Monday, February 22, 2016

How're You, Really?


Three fundamentals attend us. The physical, the mental, the spiritual. Somewhere in the mix is the emotional. One feels sore, or adrift, or compacted. A blend of all? Conversely, one may feel fit, or alert, or alight. Physically, mentally, or spiritually, as the poet e.e.cummimgs would have it, "feeling is all." So it is that the question, "How are you?" is given in the moment, answered in the moment, or when shall one make the cut off? Over the last two weeks? Three months? Grief is given a span of mourning. Headaches are expected to last only for awhile. The flu takes one by surprise and can lay us up for several days. A car accident? A muscle pull? The break-up of teenagers, or of adults. The new dog. The new child. The new house. The excitement over the new.... Well, one gets the picture. So when the question arises, 'How are you?', it reaches one where one is at, right now.

In the old days (which most certainly was before electronic emails and texting, and when the phone call, especially long-distance, was a rare and privileged thing)... In the old days one wrote a letter and posted it, and waited and waited for the return. “How are you?” you'd ask. 'Well,' the answer would eventually come (at least almost a month later), 'well, we are doing fine. Only, I've got this headache, and when Barney said he'd put his foot down if I don't take an aspirin I told him to stop acting like a flamingo!' … So you'd write back: “Ha! Is your headache gone now?”

Yes, Barney's blarney was a long time ago. So too the results of the operation, or the job lay-off, or even the new bike that little Tike was so excited about. So, just how much should one reveal? Especially to persons not 'in the inner circle', persons who cannot relate, or persons not familiar with the passage of one’s life in general.

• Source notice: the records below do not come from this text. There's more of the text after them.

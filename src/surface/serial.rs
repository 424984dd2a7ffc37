//! Serial implementation of surface sampling

use crate::float_types::Real;
use crate::grid::Grid;
use crate::surface::traits::{SamplerOps, split_coordinates};
use nalgebra::Point3;

/// Serial implementation of `SamplerOps`.
pub struct SerialSampler;

impl SerialSampler {
    pub const fn new() -> Self {
        Self
    }
}

impl Default for SerialSampler {
    fn default() -> Self {
        Self::new()
    }
}

impl SamplerOps for SerialSampler {
    fn sample<F>(&self, u: &[Real], v: &[Real], surface: F) -> [Grid; 3]
    where
        F: Fn(Real, Real) -> Point3<Real> + Sync + Send,
    {
        let points: Vec<Point3<Real>> = v
            .iter()
            .flat_map(|&vi| u.iter().map(move |&uj| (uj, vi)))
            .map(|(uj, vi)| surface(uj, vi))
            .collect();

        split_coordinates(v.len(), u.len(), &points)
    }
}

What does one say? What does one want from relating to the other? Sympathy? Pity? An ongoing drain on their care? Does it really signify that I shall have dental surgery (oh my!) next Monday? Now I shall have to explain how extensive, the reasons why, and the wherefore and what for and... Ugh. I'm fine. I'm fine thanks. I'm fine.

Really fine (or bad) moments are best understood alone. One cannot possibly always have a cheering squad; an egging-on cadre of friends; a 'you can do it!' section of onlookers who give you the encouragement and persuasion that helps, yes, but really truly is not always there. It is in the dark small hours of persistent pain when no one else knows about it that one is most taxed. Of what use is chronic pain to anyone else then? No one gets to ‘feel good’ for their own feelings of sympathy. Or it is when the relatively few steps from the car to pick up milk in the grocery store, desperately hoping that nobody will bump into you, or waylay you, or expect you to stand (unsupported) in a queue while waiting to pay, that others do not appear understanding of the very tenuous thread of persistence that you're clutching to. They appear to do these things normally, casually, as though being free from a wheelchair is as life is meant to be. Pain that is not seen is entirely overlooked. Inner pain. Is that why we really wear black while we are in mourning, that others might give us respect for our heart-sore, be altogether more cautious and courteous and considerate? People treat those with canes and crutches and walkers differently. Doors are opened for them. Is that why we (generally) readily speak of our 'hundred aches and pains that the flesh is heir to'? We get more noticed? Yet the real step by step accretions of inner reserve and physical endurance, akin to one’s training for a marathon, are for the long distance runner, alone. One’s best pace is realized when one is, indeed, all alone.


All around us are people perpetually in and out of pain and disasters and misfortunes. All around us are people who have more, appear more happy, more confident, more engaged. It is the comparisons by which we most determine our degrees of discomfort. (When I was a little boy, as I recall, it took me several times to realize others do not feel as I feel, when I felt it. And as I grew up, I came to see that almost everything has a beginning, middle, and end. This too shall pass.) So then, you ask as I continue my own journey along the length of life's physical fire-walk, how am I doing? Well, I'm fine. I'm fine. Really, truly, thanks. I'm fine. Accreting. You?